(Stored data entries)
★ ★ ★
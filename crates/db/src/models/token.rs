//! Token ledger model and DTOs.

use serde::Serialize;
use sqlx::FromRow;
use warden_core::error::CoreError;
use warden_core::tokens::TokenKind;
use warden_core::types::{DbId, Timestamp};

/// A row from the `tokens` table.
///
/// Only the SHA-256 digest of the signed token string is stored.
#[derive(Debug, Clone, PartialEq, FromRow, Serialize)]
pub struct Token {
    pub id: DbId,
    #[serde(skip_serializing)]
    pub token_hash: String,
    pub token_type: String,
    pub issued_at: Timestamp,
    pub expires_at: Timestamp,
    pub is_revoked: bool,
    pub created_at: Timestamp,
    pub updated_at: Timestamp,
}

impl Token {
    /// Parse the stored `token_type` column.
    pub fn kind(&self) -> Result<TokenKind, CoreError> {
        self.token_type.parse()
    }

    /// A token is usable while it is unrevoked and strictly before its expiry.
    pub fn is_usable_at(&self, now: Timestamp) -> bool {
        !self.is_revoked && now < self.expires_at
    }
}

/// DTO for recording a freshly signed token.
#[derive(Debug, Clone)]
pub struct CreateToken {
    pub token_hash: String,
    pub token_type: TokenKind,
    pub issued_at: Timestamp,
    pub expires_at: Timestamp,
}
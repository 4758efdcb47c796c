use std::net::SocketAddr;
use std::sync::Arc;

use tracing_subscriber::{layer::SubscriberExt, util::SubscriberInitExt};
use warden_api::config::ServerConfig;
use warden_api::mail::{EmailConfig, LogMailer, Mailer, SmtpMailer};
use warden_api::router::build_app_router;
use warden_api::state::AppState;
use warden_auth::config::AuthConfig;
use warden_auth::AuthServices;

#[tokio::main]
async fn main() {
    dotenvy::dotenv().ok();

    // --- Tracing ---
    tracing_subscriber::registry()
        .with(
            tracing_subscriber::EnvFilter::try_from_default_env().unwrap_or_else(|_| {
                "warden_api=debug,warden_auth=debug,tower_http=debug".into()
            }),
        )
        .with(tracing_subscriber::fmt::layer())
        .init();

    // --- Configuration ---
    let config = ServerConfig::from_env();
    tracing::info!(host = %config.host, port = %config.port, "Loaded server configuration");

    let auth_config = AuthConfig::from_env();
    tracing::info!(algorithm = ?auth_config.algorithm, "Loaded token configuration");

    // --- Database ---
    let pool = warden_db::create_pool(&config.database_url)
        .await
        .expect("Failed to connect to database");
    tracing::info!("Database connection pool created");

    warden_db::health_check(&pool)
        .await
        .expect("Database health check failed");
    tracing::info!("Database health check passed");

    warden_db::run_migrations(&pool)
        .await
        .expect("Failed to run database migrations");
    tracing::info!("Database migrations applied");

    // --- Mail ---
    let mailer: Arc<dyn Mailer> = match EmailConfig::from_env() {
        Some(email_config) => {
            let mailer = SmtpMailer::new(&email_config).expect("Invalid SMTP configuration");
            tracing::info!(host = %email_config.smtp_host, "SMTP mailer configured");
            Arc::new(mailer)
        }
        None => {
            tracing::warn!("SMTP_HOST not set, auth emails will only be logged");
            Arc::new(LogMailer)
        }
    };

    // --- App state ---
    let state = AppState {
        pool: Some(pool.clone()),
        config: Arc::new(config.clone()),
        auth: AuthServices::postgres(auth_config, pool),
        mailer,
    };

    let app = build_app_router(state, &config);

    // --- Start server ---
    let addr = SocketAddr::new(
        config.host.parse().expect("Invalid HOST address"),
        config.port,
    );
    tracing::info!(%addr, "Starting server");

    let listener = tokio::net::TcpListener::bind(addr)
        .await
        .expect("Failed to bind to address");

    axum::serve(listener, app)
        .with_graceful_shutdown(shutdown_signal())
        .await
        .expect("Server error");

    tracing::info!("Graceful shutdown complete");
}

/// Wait for a termination signal to initiate graceful shutdown.
///
/// Handles both SIGINT (Ctrl-C) and SIGTERM (on Unix).
async fn shutdown_signal() {
    let ctrl_c = async {
        tokio::signal::ctrl_c()
            .await
            .expect("Failed to install Ctrl-C handler");
    };

    #[cfg(unix)]
    let terminate = async {
        tokio::signal::unix::signal(tokio::signal::unix::SignalKind::terminate())
            .expect("Failed to install SIGTERM handler")
            .recv()
            .await;
    };

    #[cfg(not(unix))]
    let terminate = std::future::pending::<()>();

    tokio::select! {
        () = ctrl_c => {
            tracing::info!("Received SIGINT (Ctrl-C), starting graceful shutdown");
        }
        () = terminate => {
            tracing::info!("Received SIGTERM, starting graceful shutdown");
        }
    }
}
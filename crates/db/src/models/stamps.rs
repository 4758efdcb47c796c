//! Bookkeeping columns shared by `users`, `profile_settings` and `sessions`.

use serde::Serialize;
use sqlx::FromRow;
use warden_core::types::{DbId, Timestamp};

/// Creation/update/soft-delete stamps, flattened into the owning row.
///
/// `updated_at` is maintained by the `set_updated_at` trigger.
#[derive(Debug, Clone, PartialEq, FromRow, Serialize)]
pub struct RecordStamps {
    pub created_at: Timestamp,
    pub updated_at: Timestamp,
    pub deleted_at: Option<Timestamp>,
    pub created_by: Option<DbId>,
    pub updated_by: Option<DbId>,
    pub deleted_by: Option<DbId>,
}

impl RecordStamps {
    /// Column list for `SELECT`/`RETURNING` clauses.
    pub const COLUMNS: &'static str =
        "created_at, updated_at, deleted_at, created_by, updated_by, deleted_by";

    /// Fresh stamps for a row created at `now` with no actor.
    pub fn new(now: Timestamp) -> Self {
        Self {
            created_at: now,
            updated_at: now,
            deleted_at: None,
            created_by: None,
            updated_by: None,
            deleted_by: None,
        }
    }

    pub fn is_deleted(&self) -> bool {
        self.deleted_at.is_some()
    }
}
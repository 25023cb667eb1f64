//! Layer 7: Comments and assignments
//!
//! Comment: immutable note on a ticket. A "resolution comment" is just a
//! comment followed by a status flip, not a distinct entity.
//! Assignment: per-ticket grant letting a staff user act beyond role
//! defaults.

use serde::{Deserialize, Serialize};

use super::identity::{CommentId, TicketId, UserId};
use super::time::WallClock;

/// Immutable comment on a ticket. Once created, never changes.
#[derive(Clone, Debug, PartialEq, Eq, Serialize, Deserialize)]
pub struct Comment {
    pub id: CommentId,
    pub ticket_id: TicketId,
    pub author_id: UserId,
    pub content: String,
    pub is_internal: bool,
    pub created_at: WallClock,
}

impl Comment {
    pub fn new(
        ticket_id: TicketId,
        author_id: UserId,
        content: impl Into<String>,
        is_internal: bool,
        created_at: WallClock,
    ) -> Self {
        Self {
            id: CommentId::generate(),
            ticket_id,
            author_id,
            content: content.into(),
            is_internal,
            created_at,
        }
    }
}

/// Assignment relation - many-to-many, no ordering significance.
#[derive(Clone, Copy, Debug, PartialEq, Eq, Hash, Serialize, Deserialize)]
pub struct Assignment {
    pub ticket_id: TicketId,
    pub user_id: UserId,
}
★ ★ ★
EXERCISE REQUIREMENTS:
After the last line, print all the entries once again, unchanged.

SOLUTION TO THIS PROBLEM:
filename crates/db/src/models/token.rs
//! Token ledger model and DTOs.

use serde::Serialize;
use sqlx::FromRow;
use warden_core::error::CoreError;
use warden_core::tokens::TokenKind;
use warden_core::types::{DbId, Timestamp};

/// A row from the `tokens` table.
///
/// Only the SHA-256 digest of the signed token string is stored.
#[derive(Debug, Clone, PartialEq, FromRow, Serialize)]
pub struct Token {
    pub id: DbId,
    #[serde(skip_serializing)]
    pub token_hash: String,
    pub token_type: String,
    pub issued_at: Timestamp,
    pub expires_at: Timestamp,
    pub is_revoked: bool,
    pub created_at: Timestamp,
    pub updated_at: Timestamp,
}

impl Token {
    /// Parse the stored `token_type` column.
    pub fn kind(&self) -> Result<TokenKind, CoreError> {
        self.token_type.parse()
    }

    /// A token is usable while it is unrevoked and strictly before its expiry.
    pub fn is_usable_at(&self, now: Timestamp) -> bool {
        !self.is_revoked && now < self.expires_at
    }
}

/// DTO for recording a freshly signed token.
#[derive(Debug, Clone)]
pub struct CreateToken {
    pub token_hash: String,
    pub token_type: TokenKind,
    pub issued_at: Timestamp,
    pub expires_at: Timestamp,
}
repository 4758efdcb47c796c
use std::net::SocketAddr;
use std::sync::Arc;

use tracing_subscriber::{layer::SubscriberExt, util::SubscriberInitExt};
use warden_api::config::ServerConfig;
use warden_api::mail::{EmailConfig, LogMailer, Mailer, SmtpMailer};
use warden_api::router::build_app_router;
use warden_api::state::AppState;
use warden_auth::config::AuthConfig;
use warden_auth::AuthServices;

#[tokio::main]
async fn main() {
    dotenvy::dotenv().ok();

    // --- Tracing ---
    tracing_subscriber::registry()
        .with(
            tracing_subscriber::EnvFilter::try_from_default_env().unwrap_or_else(|_| {
                "warden_api=debug,warden_auth=debug,tower_http=debug".into()
            }),
        )
        .with(tracing_subscriber::fmt::layer())
        .init();

    // --- Configuration ---
    let config = ServerConfig::from_env();
    tracing::info!(host = %config.host, port = %config.port, "Loaded server configuration");

    let auth_config = AuthConfig::from_env();
    tracing::info!(algorithm = ?auth_config.algorithm, "Loaded token configuration");

    // --- Database ---
    let pool = warden_db::create_pool(&config.database_url)
        .await
        .expect("Failed to connect to database");
    tracing::info!("Database connection pool created");

    warden_db::health_check(&pool)
        .await
        .expect("Database health check failed");
    tracing::info!("Database health check passed");

    warden_db::run_migrations(&pool)
        .await
        .expect("Failed to run database migrations");
    tracing::info!("Database migrations applied");

    // --- Mail ---
    let mailer: Arc<dyn Mailer> = match EmailConfig::from_env() {
        Some(email_config) => {
            let mailer = SmtpMailer::new(&email_config).expect("Invalid SMTP configuration");
            tracing::info!(host = %email_config.smtp_host, "SMTP mailer configured");
            Arc::new(mailer)
        }
        None => {
            tracing::warn!("SMTP_HOST not set, auth emails will only be logged");
            Arc::new(LogMailer)
        }
    };

    // --- App state ---
    let state = AppState {
        pool: Some(pool.clone()),
        config: Arc::new(config.clone()),
        auth: AuthServices::postgres(auth_config, pool),
        mailer,
    };

    let app = build_app_router(state, &config);

    // --- Start server ---
    let addr = SocketAddr::new(
        config.host.parse().expect("Invalid HOST address"),
        config.port,
    );
    tracing::info!(%addr, "Starting server");

    let listener = tokio::net::TcpListener::bind(addr)
        .await
        .expect("Failed to bind to address");

    axum::serve(listener, app)
        .with_graceful_shutdown(shutdown_signal())
        .await
        .expect("Server error");

    tracing::info!("Graceful shutdown complete");
}

/// Wait for a termination signal to initiate graceful shutdown.
///
/// Handles both SIGINT (Ctrl-C) and SIGTERM (on Unix).
async fn shutdown_signal() {
    let ctrl_c = async {
        tokio::signal::ctrl_c()
            .await
            .expect("Failed to install Ctrl-C handler");
    };

    #[cfg(unix)]
    let terminate = async {
        tokio::signal::unix::signal(tokio::signal::unix::SignalKind::terminate())
            .expect("Failed to install SIGTERM handler")
            .recv()
            .await;
    };

    #[cfg(not(unix))]
    let terminate = std::future::pending::<()>();

    tokio::select! {
        () = ctrl_c => {
            tracing::info!("Received SIGINT (Ctrl-C), starting graceful shutdown");
        }
        () = terminate => {
            tracing::info!("Received SIGTERM, starting graceful shutdown");
        }
    }
}
filename crates/db/src/models/stamps.rs
repository 4758efdcb47c796c
//! Bookkeeping columns shared by `users`, `profile_settings` and `sessions`.

use serde::Serialize;
use sqlx::FromRow;
use warden_core::types::{DbId, Timestamp};

/// Creation/update/soft-delete stamps, flattened into the owning row.
///
/// `updated_at` is maintained by the `set_updated_at` trigger.
#[derive(Debug, Clone, PartialEq, FromRow, Serialize)]
pub struct RecordStamps {
    pub created_at: Timestamp,
    pub updated_at: Timestamp,
    pub deleted_at: Option<Timestamp>,
    pub created_by: Option<DbId>,
    pub updated_by: Option<DbId>,
    pub deleted_by: Option<DbId>,
}

impl RecordStamps {
    /// Column list for `SELECT`/`RETURNING` clauses.
    pub const COLUMNS: &'static str =
        "created_at, updated_at, deleted_at, created_by, updated_by, deleted_by";

    /// Fresh stamps for a row created at `now` with no actor.
    pub fn new(now: Timestamp) -> Self {
        Self {
            created_at: now,
            updated_at: now,
            deleted_at: None,
            created_by: None,
            updated_by: None,
            deleted_by: None,
        }
    }

    pub fn is_deleted(&self) -> bool {
        self.deleted_at.is_some()
    }
}
repository 25023cb667eb1f64
//! Layer 7: Comments and assignments
//!
//! Comment: immutable note on a ticket. A "resolution comment" is just a
//! comment followed by a status flip, not a distinct entity.
//! Assignment: per-ticket grant letting a staff user act beyond role
//! defaults.

use serde::{Deserialize, Serialize};

use super::identity::{CommentId, TicketId, UserId};
use super::time::WallClock;

/// Immutable comment on a ticket. Once created, never changes.
#[derive(Clone, Debug, PartialEq, Eq, Serialize, Deserialize)]
pub struct Comment {
    pub id: CommentId,
    pub ticket_id: TicketId,
    pub author_id: UserId,
    pub content: String,
    pub is_internal: bool,
    pub created_at: WallClock,
}

impl Comment {
    pub fn new(
        ticket_id: TicketId,
        author_id: UserId,
        content: impl Into<String>,
        is_internal: bool,
        created_at: WallClock,
    ) -> Self {
        Self {
            id: CommentId::generate(),
            ticket_id,
            author_id,
            content: content.into(),
            is_internal,
            created_at,
        }
    }
}

/// Assignment relation - many-to-many, no ordering significance.
#[derive(Clone, Copy, Debug, PartialEq, Eq, Hash, Serialize, Deserialize)]
pub struct Assignment {
    pub ticket_id: TicketId,
    pub user_id: UserId,
}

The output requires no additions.